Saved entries
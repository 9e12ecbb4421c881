//! Auto-advance v2: green dwell plus tee-box lock.
//!
//! [`step_auto_v2`] is a pure transition from one [`AutoState`] to the next.
//! Dwelling on the green and then leaving it signals forward progress;
//! standing on a neighbor's tee while facing its green confirms the move
//! and, for the previous hole, is the only way to go backwards.

use tracing::debug;

use crate::geo::{self, GeoPoint, Millis};
use crate::model::{AutoInput, AutoOptions, AutoState, NeighborHole, TeeLock};

const MIN_LEAVE_SPEED_MPS: f64 = 0.7;
const TEE_RELEASE_FACTOR: f64 = 1.6;
/// Falling back inside this share of the leave radius drops a leave candidate.
const LEAVE_RESET_FACTOR: f64 = 0.8;

/// A neighbor hole that has a tee to lock onto.
struct TeeCandidate {
    hole_id: i64,
    tee: GeoPoint,
    green_mid: Option<GeoPoint>,
}

impl TeeCandidate {
    fn from_neighbor(neighbor: Option<&NeighborHole>) -> Option<Self> {
        let neighbor = neighbor?;
        Some(Self {
            hole_id: neighbor.id,
            tee: neighbor.tee?,
            green_mid: neighbor.green.map(|g| g.mid),
        })
    }

    /// Whether a player at `position` facing `heading` is on this tee and
    /// looking down the hole.
    fn qualifies(&self, position: &GeoPoint, heading: Option<f64>, opts: &AutoOptions) -> bool {
        if geo::distance(position, &self.tee) > opts.tee_r {
            return false;
        }
        let (Some(heading), Some(green)) = (heading, self.green_mid) else {
            return false;
        };
        let tee_to_green = geo::bearing(&self.tee, &green);
        geo::short_arc_diff(heading, tee_to_green).abs() <= opts.heading_agree_deg
    }
}

fn ms_from_secs(seconds: f64) -> Millis {
    // Thresholds are sanitized to small positive values before this.
    #[allow(clippy::cast_possible_truncation)]
    let ms = (seconds * 1000.0).floor() as Millis;
    ms.max(0)
}

/// Advances the v2 decision state by one sample.
///
/// Invalid thresholds in `opts` fall back to their defaults. A sample
/// whose coordinates are not finite leaves the state untouched.
pub fn step_auto_v2(state: &AutoState, input: &AutoInput, opts: &AutoOptions) -> AutoState {
    let opts = opts.sanitized();
    let position = input.pos.point();
    if !position.is_valid() {
        return *state;
    }

    let now = input.pos.ts;
    let speed = if input.pos.speed_mps.is_finite() {
        input.pos.speed_mps.max(0.0)
    } else {
        0.0
    };
    let heading = input
        .pos
        .heading_deg
        .filter(|h| h.is_finite())
        .map(geo::normalize_deg);
    let current_id = input.hole.id;

    let mut next = *state;
    let green_m = geo::distance(&position, &input.hole.green.mid);
    let min_enter_ms = ms_from_secs(opts.min_enter_s);
    let min_leave_ms = ms_from_secs(opts.min_leave_s);

    // Green dwell, latched to the earliest entry.
    if green_m <= opts.green_enter_r {
        if next.reached_green_at.is_none_or(|t| now < t) {
            next.reached_green_at = Some(now);
        }
        next.left_green_at = None;
    } else if next.reached_green_at.is_some_and(|t| now - t < min_enter_ms) {
        next.reached_green_at = None;
    }

    let entered = next.reached_green_at.is_some_and(|t| now - t >= min_enter_ms);

    // Leave candidate, only once the green was really entered.
    if entered && speed >= MIN_LEAVE_SPEED_MPS && green_m >= opts.green_leave_r {
        if next.left_green_at.is_none_or(|t| now < t) {
            next.left_green_at = Some(now);
        }
    } else if !entered || green_m <= opts.green_leave_r * LEAVE_RESET_FACTOR {
        next.left_green_at = None;
    }

    let left_confirmed = entered && next.left_green_at.is_some_and(|t| now - t >= min_leave_ms);

    // Tee lock: next hole first, then previous.
    let candidates: Vec<TeeCandidate> = [input.next.as_ref(), input.prev.as_ref()]
        .into_iter()
        .filter_map(TeeCandidate::from_neighbor)
        .collect();
    let lock = candidates
        .iter()
        .find(|c| c.qualifies(&position, heading, &opts));

    if let Some(lock) = lock {
        if state.at_tee_box.is_none_or(|held| held.hole_id != lock.hole_id) {
            debug!(hole_id = lock.hole_id, "tee lock");
        }
        next.stable_hole_id = lock.hole_id;
        next.at_tee_box = Some(TeeLock {
            hole_id: lock.hole_id,
            ts: now,
        });
    } else if let Some(held) = next.at_tee_box {
        let release_r = opts.tee_r * TEE_RELEASE_FACTOR;
        match candidates.iter().find(|c| c.hole_id == held.hole_id) {
            Some(locked) if geo::distance(&position, &locked.tee) <= release_r => {
                next.stable_hole_id = locked.hole_id;
            }
            _ => {
                debug!(hole_id = held.hole_id, "tee lock released");
                next.at_tee_box = None;
            }
        }
    }

    let previous_stable = state.stable_hole_id;
    let next_id = input.next.map(|n| n.id);
    let prev_id = input.prev.map(|p| p.id);
    let tee_locked = next
        .at_tee_box
        .is_some_and(|held| held.hole_id == next.stable_hole_id);

    if !tee_locked {
        if let Some(next_id) = next_id.filter(|_| left_confirmed && previous_stable == current_id) {
            debug!(from = current_id, to = next_id, "left the green");
            next.stable_hole_id = next_id;
            next.reached_green_at = None;
            next.left_green_at = None;
        } else if ![Some(current_id), next_id, prev_id].contains(&Some(next.stable_hole_id)) {
            // Neighbors no longer include the held hole: trust the caller.
            next.stable_hole_id = current_id;
        }
    }

    if next.stable_hole_id != previous_stable && !tee_locked {
        next.at_tee_box = None;
    }

    next
}

#[cfg(test)]
mod tests {
    use super::*;

    use crate::geo::EARTH_RADIUS_M;
    use crate::model::{AutoHole, AutoSample, Green};

    fn opts() -> AutoOptions {
        AutoOptions {
            min_leave_s: 10.0,
            heading_agree_deg: 25.0,
            ..AutoOptions::default()
        }
    }

    fn green(lat: f64, lon: f64) -> Green {
        Green {
            mid: GeoPoint::new(lat, lon),
            radius_m: 12.0,
        }
    }

    fn hole1() -> AutoHole {
        AutoHole {
            id: 1,
            par: 3,
            green: green(0.0, 0.0),
            tee: Some(GeoPoint::new(-0.0009, 0.0)),
        }
    }

    fn hole2() -> NeighborHole {
        NeighborHole {
            id: 2,
            tee: Some(GeoPoint::new(0.0008, 0.0)),
            green: Some(green(0.001, 0.0)),
        }
    }

    fn hole18() -> NeighborHole {
        NeighborHole {
            id: 18,
            tee: Some(GeoPoint::new(-0.001, 0.0004)),
            green: Some(green(-0.0012, 0.0006)),
        }
    }

    fn sample(lat: f64, lon: f64, ts: Millis, speed_mps: f64, heading_deg: Option<f64>) -> AutoSample {
        AutoSample {
            lat,
            lon,
            ts,
            speed_mps,
            heading_deg,
        }
    }

    fn input(pos: AutoSample) -> AutoInput {
        AutoInput {
            pos,
            hole: hole1(),
            next: Some(hole2()),
            prev: None,
        }
    }

    fn tee_heading(neighbor: &NeighborHole) -> f64 {
        geo::bearing(&neighbor.tee.unwrap(), &neighbor.green.unwrap().mid)
    }

    #[test]
    fn advances_after_sustained_dwell_and_exit() {
        let mut state = AutoState::seeded(1);

        state = step_auto_v2(&state, &input(sample(0.00001, 0.00001, 1_000, 0.2, None)), &opts());
        assert_eq!(state.reached_green_at, Some(1_000));
        assert_eq!(state.stable_hole_id, 1);

        state = step_auto_v2(&state, &input(sample(0.00001, 0.00001, 3_000, 0.2, None)), &opts());
        state = step_auto_v2(&state, &input(sample(0.00001, 0.00001, 4_500, 0.2, None)), &opts());
        assert_eq!(state.reached_green_at, Some(1_000));

        state = step_auto_v2(&state, &input(sample(0.0006, 0.0002, 12_000, 1.3, None)), &opts());
        assert_eq!(state.left_green_at, Some(12_000));
        assert_eq!(state.stable_hole_id, 1);

        state = step_auto_v2(&state, &input(sample(0.0006, 0.0002, 23_000, 1.3, None)), &opts());
        assert_eq!(state.stable_hole_id, 2);
        assert_eq!(state.reached_green_at, None);
        assert_eq!(state.left_green_at, None);
        assert_eq!(state.at_tee_box, None);
    }

    #[test]
    fn ignores_brief_walk_by() {
        let mut state = AutoState::seeded(1);

        state = step_auto_v2(&state, &input(sample(0.00002, 0.00002, 1_000, 1.1, None)), &opts());
        assert_eq!(state.reached_green_at, Some(1_000));

        state = step_auto_v2(&state, &input(sample(0.00002, 0.00002, 2_500, 1.1, None)), &opts());
        assert_eq!(state.reached_green_at, Some(1_000));

        state = step_auto_v2(&state, &input(sample(0.0005, -0.0002, 2_800, 1.1, None)), &opts());
        assert_eq!(state.reached_green_at, None);

        state = step_auto_v2(&state, &input(sample(0.0006, -0.0003, 12_000, 1.2, None)), &opts());
        state = step_auto_v2(&state, &input(sample(0.0006, -0.0003, 22_000, 1.2, None)), &opts());
        assert_eq!(state.stable_hole_id, 1);
        assert_eq!(state.left_green_at, None);
    }

    #[test]
    fn leave_candidate_drops_when_back_near_green() {
        let mut state = AutoState::seeded(1);
        state = step_auto_v2(&state, &input(sample(0.0, 0.0, 0, 0.0, None)), &opts());
        state = step_auto_v2(&state, &input(sample(0.0, 0.0, 5_000, 0.0, None)), &opts());
        state = step_auto_v2(&state, &input(sample(0.0005, 0.0, 6_000, 1.0, None)), &opts());
        assert_eq!(state.left_green_at, Some(6_000));

        // ~30 m: inside 80% of the leave radius, outside the enter radius.
        let back = (30.0 / EARTH_RADIUS_M).to_degrees();
        state = step_auto_v2(&state, &input(sample(back, 0.0, 8_000, 1.0, None)), &opts());
        assert_eq!(state.left_green_at, None);
        assert_eq!(state.reached_green_at, Some(0));
    }

    #[test]
    fn locks_to_next_tee_when_facing_its_green() {
        let next = hole2();
        let tee = next.tee.unwrap();
        let heading = tee_heading(&next);

        let state = step_auto_v2(
            &AutoState::seeded(1),
            &input(sample(tee.lat + 0.00005, tee.lon, 60_000, 0.4, Some(heading))),
            &opts(),
        );

        assert_eq!(state.stable_hole_id, 2);
        assert_eq!(state.at_tee_box, Some(TeeLock { hole_id: 2, ts: 60_000 }));
    }

    #[test]
    fn does_not_lock_when_facing_away() {
        let next = hole2();
        let tee = next.tee.unwrap();
        let heading = geo::normalize_deg(tee_heading(&next) + 180.0);

        let state = step_auto_v2(
            &AutoState::seeded(1),
            &input(sample(tee.lat + 0.00005, tee.lon, 60_000, 0.4, Some(heading))),
            &opts(),
        );

        assert_eq!(state.stable_hole_id, 1);
        assert_eq!(state.at_tee_box, None);
    }

    #[test]
    fn does_not_lock_without_heading() {
        let tee = hole2().tee.unwrap();
        let state = step_auto_v2(
            &AutoState::seeded(1),
            &input(sample(tee.lat, tee.lon, 60_000, 0.4, None)),
            &opts(),
        );
        assert_eq!(state.at_tee_box, None);
        assert_eq!(state.stable_hole_id, 1);
    }

    #[test]
    fn heading_tolerance_wraps_across_north() {
        // hole2's tee faces due north; 350° is 10° off.
        let tee = hole2().tee.unwrap();
        let state = step_auto_v2(
            &AutoState::seeded(1),
            &input(sample(tee.lat, tee.lon, 1_000, 0.0, Some(350.0))),
            &opts(),
        );
        assert_eq!(state.stable_hole_id, 2);
    }

    #[test]
    fn locks_to_previous_tee_when_backtracking() {
        let prev = hole18();
        let tee = prev.tee.unwrap();
        let heading = tee_heading(&prev);

        let state = step_auto_v2(
            &AutoState::seeded(2),
            &AutoInput {
                pos: sample(tee.lat + 0.00005, tee.lon + 0.00002, 90_000, 0.5, Some(heading)),
                hole: hole1(),
                next: Some(hole2()),
                prev: Some(prev),
            },
            &opts(),
        );

        assert_eq!(state.stable_hole_id, 18);
        assert_eq!(state.at_tee_box, Some(TeeLock { hole_id: 18, ts: 90_000 }));
    }

    #[test]
    fn holds_tee_lock_until_release_radius() {
        let next = hole2();
        let tee = next.tee.unwrap();
        let heading = tee_heading(&next);
        let north = |meters: f64| tee.lat + (meters / EARTH_RADIUS_M).to_degrees();

        let mut state = step_auto_v2(
            &AutoState::seeded(1),
            &input(sample(tee.lat, tee.lon, 100_000, 0.4, Some(heading))),
            &opts(),
        );
        assert_eq!(state.at_tee_box, Some(TeeLock { hole_id: 2, ts: 100_000 }));

        // Outside the tee radius but inside 1.6x: lock is held as it was.
        state = step_auto_v2(
            &state,
            &input(sample(north(30.0), tee.lon, 102_000, 0.3, Some(heading))),
            &opts(),
        );
        assert_eq!(state.stable_hole_id, 2);
        assert_eq!(state.at_tee_box, Some(TeeLock { hole_id: 2, ts: 100_000 }));

        // Just past 1.6x the tee radius: released, stable hole kept.
        state = step_auto_v2(
            &state,
            &input(sample(north(20.0 * 1.6 + 0.5), tee.lon, 104_000, 1.1, Some(heading))),
            &opts(),
        );
        assert_eq!(state.at_tee_box, None);
        assert_eq!(state.stable_hole_id, 2);
    }

    #[test]
    fn releases_lock_when_neighbor_disappears() {
        let locked = AutoState {
            at_tee_box: Some(TeeLock { hole_id: 2, ts: 0 }),
            ..AutoState::seeded(2)
        };
        let state = step_auto_v2(
            &locked,
            &AutoInput {
                pos: sample(0.0008, 0.0, 1_000, 0.0, None),
                hole: hole1(),
                next: None,
                prev: None,
            },
            &opts(),
        );

        assert_eq!(state.at_tee_box, None);
        assert_eq!(state.stable_hole_id, 1);
    }

    #[test]
    fn snaps_back_when_stable_hole_not_offered() {
        let state = step_auto_v2(
            &AutoState::seeded(7),
            &input(sample(0.0003, 0.0, 1_000, 0.0, None)),
            &opts(),
        );
        assert_eq!(state.stable_hole_id, 1);
    }

    #[test]
    fn no_advance_from_stale_stable_hole() {
        // Already advanced to 2, but the caller still reports hole 1.
        let mut state = AutoState::seeded(2);
        state = step_auto_v2(&state, &input(sample(0.0, 0.0, 0, 0.0, None)), &opts());
        state = step_auto_v2(&state, &input(sample(0.0, 0.0, 5_000, 0.0, None)), &opts());
        state = step_auto_v2(&state, &input(sample(0.0006, 0.0002, 6_000, 1.0, None)), &opts());
        state = step_auto_v2(&state, &input(sample(0.0006, 0.0002, 20_000, 1.0, None)), &opts());

        assert_eq!(state.stable_hole_id, 2);
        assert_eq!(state.left_green_at, Some(6_000));
    }

    #[test]
    fn invalid_position_leaves_state_untouched() {
        let start = AutoState {
            reached_green_at: Some(10),
            ..AutoState::seeded(1)
        };
        let state = step_auto_v2(&start, &input(sample(f64::NAN, 0.0, 1_000, 1.0, None)), &opts());
        assert_eq!(state, start);
    }

    #[test]
    fn bad_options_fall_back_to_defaults() {
        let bad = AutoOptions {
            tee_r: -5.0,
            heading_agree_deg: f64::NAN,
            ..AutoOptions::default()
        };
        let tee = hole2().tee.unwrap();
        let state = step_auto_v2(
            &AutoState::seeded(1),
            &input(sample(tee.lat, tee.lon, 1_000, 0.0, Some(10.0))),
            &bad,
        );
        assert_eq!(state.stable_hole_id, 2);
    }
}
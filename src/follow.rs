//! Follow state machine: which hole the player is on, advanced by green
//! proximity.
//!
//! ```text
//! Locate ──nearest hole within tolerance──▶ Follow
//! Follow ──entered green, then left it (≥ 40 m, ≥ 0.7 m/s, ≥ 15 s)──▶ Advance
//! Advance ──auto-advance on──▶ Follow (next hole)
//! Advance ──back near the green──▶ Follow (same hole)
//! ```
//!
//! Time only moves through the `now` passed to each call, so a recorded
//! sequence of ticks always replays to the same states.

use tracing::debug;

use crate::geo::{self, GeoPoint, Millis};
use crate::model::{FollowPhase, FollowState, HoleRef, TickInput, TickResult};
use crate::snapshot::HoleSnapshot;
use crate::storage::{HoleStore, round};

/// Default radius around a hole's middle for the first hole to be trusted.
pub const LOCATE_TOLERANCE_M: f64 = 120.0;

const ENTER_GREEN_M: f64 = 25.0;
const LEAVE_GREEN_M: f64 = 40.0;
const LEAVE_DELAY_MS: Millis = 15_000;
const LEAVE_MIN_SPEED_MPS: f64 = 0.7;

/// Construction parameters for a [`FollowStateMachine`].
#[derive(Debug, Clone)]
pub struct MachineOptions {
    pub round_id: String,
    pub holes: Vec<HoleRef>,
    pub auto_advance_enabled: bool,
    pub locate_tolerance_m: f64,
}

impl MachineOptions {
    pub fn new(round_id: impl Into<String>, holes: Vec<HoleRef>) -> Self {
        Self {
            round_id: round_id.into(),
            holes,
            auto_advance_enabled: true,
            locate_tolerance_m: LOCATE_TOLERANCE_M,
        }
    }

    /// The locate tolerance, or the default when it is not a positive number.
    pub fn tolerance_m(&self) -> f64 {
        Some(self.locate_tolerance_m)
            .filter(|t| t.is_finite() && *t > 0.0)
            .unwrap_or(LOCATE_TOLERANCE_M)
    }
}

/// Index of the hole whose middle is closest to `position`, if within
/// `tolerance_m`.
pub(crate) fn nearest_hole(
    holes: &[HoleRef],
    position: &GeoPoint,
    tolerance_m: f64,
) -> Option<usize> {
    let (index, distance) = holes
        .iter()
        .map(|h| geo::distance(position, &h.middle))
        .enumerate()
        .min_by(|(_, a), (_, b)| a.total_cmp(b))?;
    (distance <= tolerance_m).then_some(index)
}

/// Tracks the hole being played for one round.
///
/// Owns its [`FollowState`] exclusively; callers see copies.
pub struct FollowStateMachine<S> {
    holes: Vec<HoleRef>,
    store: S,
    tolerance_m: f64,
    state: FollowState,
}

impl<S: HoleStore> FollowStateMachine<S> {
    /// Creates a machine, resuming from the hole saved for the round.
    ///
    /// Starts in `Follow` on the saved hole when it is still part of the
    /// catalogue, otherwise in `Locate`.
    pub fn new(options: MachineOptions, store: S) -> Self {
        let tolerance_m = options.tolerance_m();
        let mut state = FollowState::new(options.round_id);
        state.auto_advance_enabled = options.auto_advance_enabled;

        let saved = round::load_hole_id(&store, &state.round_id)
            .and_then(|id| options.holes.iter().position(|h| h.id == id));
        if let Some(index) = saved {
            debug!(round_id = %state.round_id, index, "resuming saved hole");
            state.hole_index = Some(index);
            state.hole = Some(options.holes[index].clone());
            state.phase = FollowPhase::Follow;
        }

        Self {
            holes: options.holes,
            store,
            tolerance_m,
            state,
        }
    }

    /// A copy of the current state.
    pub fn state(&self) -> FollowState {
        self.state.clone()
    }

    /// The current state, borrowed.
    pub fn current(&self) -> &FollowState {
        &self.state
    }

    pub fn holes(&self) -> &[HoleRef] {
        &self.holes
    }

    /// Feeds one sample through the machine.
    pub fn tick(&mut self, input: TickInput) -> TickResult {
        let now = input.now;
        let speed = input.speed_mps.filter(|s| s.is_finite()).unwrap_or(0.0);
        if let Some(heading) = input.heading_deg.filter(|h| h.is_finite()) {
            self.state.last_heading_deg = Some(heading);
        }
        self.state.last_update_ts = now;

        if let Some(position) = input.position.filter(GeoPoint::is_valid) {
            if self.state.phase == FollowPhase::Locate || self.state.hole_index.is_none() {
                self.locate(&position, now);
            }
            if let Some(hole) = &self.state.hole {
                let middle_m = geo::distance(&position, &hole.middle);
                self.track_green(middle_m, speed, now);
            }
        }

        let mut auto_advanced = false;
        if self.state.phase == FollowPhase::Advance && self.state.auto_advance_enabled {
            auto_advanced = self.advance(now);
        }

        TickResult {
            state: self.state(),
            auto_advanced,
        }
    }

    /// Moves to the next hole by hand. No-op at the last hole.
    pub fn manual_next(&mut self, now: Millis) -> FollowState {
        let target = self.state.hole_index.map_or(0, |i| i + 1);
        self.apply_manual(target, now)
    }

    /// Moves to the previous hole by hand. No-op at the first hole.
    pub fn manual_prev(&mut self, now: Millis) -> FollowState {
        match self.state.hole_index {
            Some(i) if i > 0 => self.apply_manual(i - 1, now),
            Some(_) => self.state(),
            None => self.apply_manual(0, now),
        }
    }

    /// Turns automatic advancing on or off. Never moves the hole by itself.
    pub fn set_auto_advance(&mut self, enabled: bool) -> FollowState {
        self.state.auto_advance_enabled = enabled;
        self.state()
    }

    /// Distances from `position` to the committed hole, recording when the
    /// snapshot was taken. `None` until a hole is committed.
    pub fn snapshot(
        &mut self,
        position: &GeoPoint,
        heading_deg: Option<f64>,
        now: Millis,
    ) -> Option<HoleSnapshot> {
        let hole = self.state.hole.as_ref()?;
        let snapshot = HoleSnapshot::build(hole, position, heading_deg, now);
        self.state.last_snapshot_ts = Some(now);
        Some(snapshot)
    }

    fn locate(&mut self, position: &GeoPoint, now: Millis) {
        let Some(index) = nearest_hole(&self.holes, position, self.tolerance_m) else {
            return;
        };
        if self.state.hole_index == Some(index) {
            self.state.phase = FollowPhase::Follow;
            self.state.hole = Some(self.holes[index].clone());
            return;
        }
        debug!(round_id = %self.state.round_id, index, "located hole");
        self.apply_hole_index(index, now, false);
        self.persist();
    }

    fn track_green(&mut self, middle_m: f64, speed: f64, now: Millis) {
        let state = &mut self.state;
        if middle_m <= ENTER_GREEN_M {
            state.enter_green_at.get_or_insert(now);
            state.leave_candidate_at = None;
            if state.phase == FollowPhase::Advance {
                debug!("back on the green, cancelling advance");
                state.phase = FollowPhase::Follow;
            }
        } else if middle_m >= LEAVE_GREEN_M && speed >= LEAVE_MIN_SPEED_MPS {
            let leaving_since = *state.leave_candidate_at.get_or_insert(now);
            let sustained = state
                .enter_green_at
                .is_some_and(|entered| now - leaving_since >= LEAVE_DELAY_MS && now >= entered);
            if sustained && state.phase != FollowPhase::Advance {
                debug!(hole_index = ?state.hole_index, "left the green");
                state.phase = FollowPhase::Advance;
            }
        } else {
            state.leave_candidate_at = None;
            if state.phase == FollowPhase::Advance {
                state.phase = FollowPhase::Follow;
            }
        }
    }

    /// Moves to the next hole. Returns `false`, changing nothing, when
    /// already on the last hole.
    fn advance(&mut self, now: Millis) -> bool {
        let Some(target) = self.state.hole_index.map(|i| i + 1) else {
            return false;
        };
        if target >= self.holes.len() {
            return false;
        }
        debug!(round_id = %self.state.round_id, target, "auto-advancing");
        self.apply_hole_index(target, now, false);
        self.persist();
        true
    }

    fn apply_manual(&mut self, target: usize, now: Millis) -> FollowState {
        if target >= self.holes.len() || self.state.hole_index == Some(target) {
            return self.state();
        }
        debug!(round_id = %self.state.round_id, target, "manual navigation");
        self.apply_hole_index(target, now, true);
        self.persist();
        self.state()
    }

    fn apply_hole_index(&mut self, index: usize, now: Millis, manual: bool) {
        let state = &mut self.state;
        state.hole_index = Some(index);
        state.hole = Some(self.holes[index].clone());
        state.phase = FollowPhase::Follow;
        state.enter_green_at = None;
        state.leave_candidate_at = None;
        state.last_update_ts = now;
        state.override_ts = manual.then_some(now);
    }

    fn persist(&self) {
        if let Some(hole) = &self.state.hole {
            round::save_hole_id(&self.store, &self.state.round_id, &hole.id);
        }
    }
}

■ Work instructions:
Repeat, exactly as they stand above, the lines from the line with "if next.reached_green_at.is_none_or(|t| now" to the line with "match candidates.iter().find(|c| c.hole_id", both lines included.

■ Response:
        if next.reached_green_at.is_none_or(|t| now < t) {
            next.reached_green_at = Some(now);
        }
        next.left_green_at = None;
    } else if next.reached_green_at.is_some_and(|t| now - t < min_enter_ms) {
        next.reached_green_at = None;
    }

    let entered = next.reached_green_at.is_some_and(|t| now - t >= min_enter_ms);

    // Leave candidate, only once the green was really entered.
    if entered && speed >= MIN_LEAVE_SPEED_MPS && green_m >= opts.green_leave_r {
        if next.left_green_at.is_none_or(|t| now < t) {
            next.left_green_at = Some(now);
        }
    } else if !entered || green_m <= opts.green_leave_r * LEAVE_RESET_FACTOR {
        next.left_green_at = None;
    }

    let left_confirmed = entered && next.left_green_at.is_some_and(|t| now - t >= min_leave_ms);

    // Tee lock: next hole first, then previous.
    let candidates: Vec<TeeCandidate> = [input.next.as_ref(), input.prev.as_ref()]
        .into_iter()
        .filter_map(TeeCandidate::from_neighbor)
        .collect();
    let lock = candidates
        .iter()
        .find(|c| c.qualifies(&position, heading, &opts));

    if let Some(lock) = lock {
        if state.at_tee_box.is_none_or(|held| held.hole_id != lock.hole_id) {
            debug!(hole_id = lock.hole_id, "tee lock");
        }
        next.stable_hole_id = lock.hole_id;
        next.at_tee_box = Some(TeeLock {
            hole_id: lock.hole_id,
            ts: now,
        });
    } else if let Some(held) = next.at_tee_box {
        let release_r = opts.tee_r * TEE_RELEASE_FACTOR;
        match candidates.iter().find(|c| c.hole_id == held.hole_id) {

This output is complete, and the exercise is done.